The High Altitude Student Platform (HASP) is a NASA sponsored program supported by the Louisiana Space Grant Consortium and NASA’s Balloon Program Office which allows 12-13 groups of students to build and test payloads on a scientific balloon flight for several hours at a time. The University of Minnesota has flown on HASP once a year since 2012 and has just recently completed their 6th HASP flight. Each flight has served the UMN Small Satellite Research Lab group to develop what has become the CITIES detector system currently being used for the group’s SOCRATES and EXACT missions.
Each year, the group proposes a new project to the HASP team personnel who decide which payloads will fly that year. After that, each team starts work on their payload and is required to submit monthly status reports as well as other documentation to ensure the payload has the proper specifications dictated by the HASP program and to ensure the payload can be properly mounted to the HASP gondola. After the payload is assembled and tested in-house, the team travels to the Columbia Scientific Ballooning Facility (CSBF) in Palestine, TX where they and the rest of the teams integrate their payload with the HASP platform and undergo two thermal vacuum tests to ensure they can operate throughout the flight.

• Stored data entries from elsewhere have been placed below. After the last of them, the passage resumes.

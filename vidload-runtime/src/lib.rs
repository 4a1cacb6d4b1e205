pub mod plans;
pub mod runtime;

mod error;

pub use crate::error::RuntimeError;
pub use crate::runtime::{execute, VidloadRuntime};
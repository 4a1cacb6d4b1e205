mod utils;
#[allow(unused)]
use utils::*;

mod tests {
    use super::*;

    use mock_service::MockState;
    use std::time::Duration;
    use vidload::driver::{DriverError, TargetClient};
    use vidload_core::{Credentials, ResponseStatus};

    const TIMEOUT: Duration = Duration::from_secs(5);

    #[tokio::test]
    async fn login_then_authenticated_fetch() -> anyhow::Result<()> {
        let client = mock(MockState::new()).await?;

        let login = client
            .login(&Credentials::new("test3@anb.com", "Test123!"), TIMEOUT)
            .await;
        assert!(login.outcome.success());
        let token = login.result?;
        assert!(!token.is_empty());

        let videos = client.my_videos(&token, TIMEOUT).await;
        assert!(videos.outcome.success());
        assert_eq!(videos.outcome.status(), &ResponseStatus::Http(200));
        Ok(())
    }

    #[tokio::test]
    async fn bad_tokens_are_failed_outcomes() -> anyhow::Result<()> {
        let client = mock(MockState::new()).await?;

        for token in ["", "not-a-token", "line\nbreak"] {
            let exchange = client.my_videos(token, TIMEOUT).await;
            assert!(!exchange.outcome.success(), "token {token:?}");
            assert!(exchange.result.is_err());
        }

        let unauthorized = client.my_videos("not-a-token", TIMEOUT).await;
        assert!(matches!(
            unauthorized.result,
            Err(DriverError::UnexpectedStatus {
                expected: 200,
                actual: 401
            })
        ));
        Ok(())
    }

    #[tokio::test]
    async fn wrong_password_yields_no_token() -> anyhow::Result<()> {
        let client = mock(MockState::new()).await?;
        let login = client
            .login(&Credentials::new("test1@anb.com", "wrong"), TIMEOUT)
            .await;
        assert!(!login.outcome.success());
        assert_eq!(login.outcome.status(), &ResponseStatus::Http(401));
        Ok(())
    }

    #[tokio::test]
    async fn slow_service_times_out() -> anyhow::Result<()> {
        let client = mock(MockState::new().with_delay(Duration::from_millis(500))).await?;
        let health = client.health(Duration::from_millis(50)).await;

        assert!(!health.outcome.success());
        assert!(matches!(health.outcome.status(), ResponseStatus::Transport(_)));
        assert!(matches!(health.result, Err(DriverError::Timeout)));
        Ok(())
    }

    #[tokio::test]
    async fn closed_port_is_a_transport_failure() -> anyhow::Result<()> {
        let listener = tokio::net::TcpListener::bind("127.0.0.1:0").await?;
        let addr = listener.local_addr()?;
        drop(listener);

        let client = TargetClient::new(&format!("http://{addr}"))?;
        let rankings = client.rankings(TIMEOUT).await;
        assert!(!rankings.outcome.success());
        assert!(matches!(rankings.outcome.status(), ResponseStatus::Transport(_)));
        Ok(())
    }

    #[tokio::test]
    async fn public_endpoints_answer() -> anyhow::Result<()> {
        let client = mock(MockState::new()).await?;
        assert!(client.health(TIMEOUT).await.outcome.success());
        assert!(client.public_videos(TIMEOUT).await.outcome.success());
        assert!(client.rankings(TIMEOUT).await.outcome.success());
        Ok(())
    }
}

Finally, as the flight date nears, the HASP teams meet in Fort Sumner, NM. Here, they re-integrate their payloads with the HASP platform which is then mated with its supporting electronics, communications system, and ballast systems. After this is complete and all systems are checked, the HASP payload waits for its next launch opportunity and, once this comes around, is attached to a balloon and launches from the Fort Sumner airport. In the next 2.5 hours, the balloon rises to roughly 124,000 feet in altitude where it will stay for 7+ hours as it floats westward towards Arizona. As the flight is happening, student teams analyze data sent from their payloads through serial data downlink and radio from the HASP gondola to ensure proper operation of their payloads and to send any commands needed to perform tasks or fix issues. Finally, once CSBF and NASA safety personnel have determined that they have a safe place to land, the flight is terminated and rapidly descends with a parachute to the ground.
The UMN HASP payload is built using slightly modified designs from the development of the SOCRATES and EXACT CubeSat system so it can mimic these systems as accurately as possible. In addition to the CITIES detector, this year’s payload contained a dust sensor from the UMN High Altitude Ballooning Team and the Multi University Research Initiative (MURI). This project is sponsored by Dr. James Flaten and Dr. Graham Candler.
HASP Flight 2018 took place on Sept. 4th, 2018. The flight lasted 11 hours and 28 minutes with a total float time of 9 hours 1 minute. Internal temperatures of circuit boards ranged from -14ºC to 89ºC. Throughout the flight, the payload seemed to operate well based on telemetry data recorded throughout the flight. Once the payload has been recovered and returns to UMN, the SmallSat team will start to analyze the onboard data to determine detector functionality and results.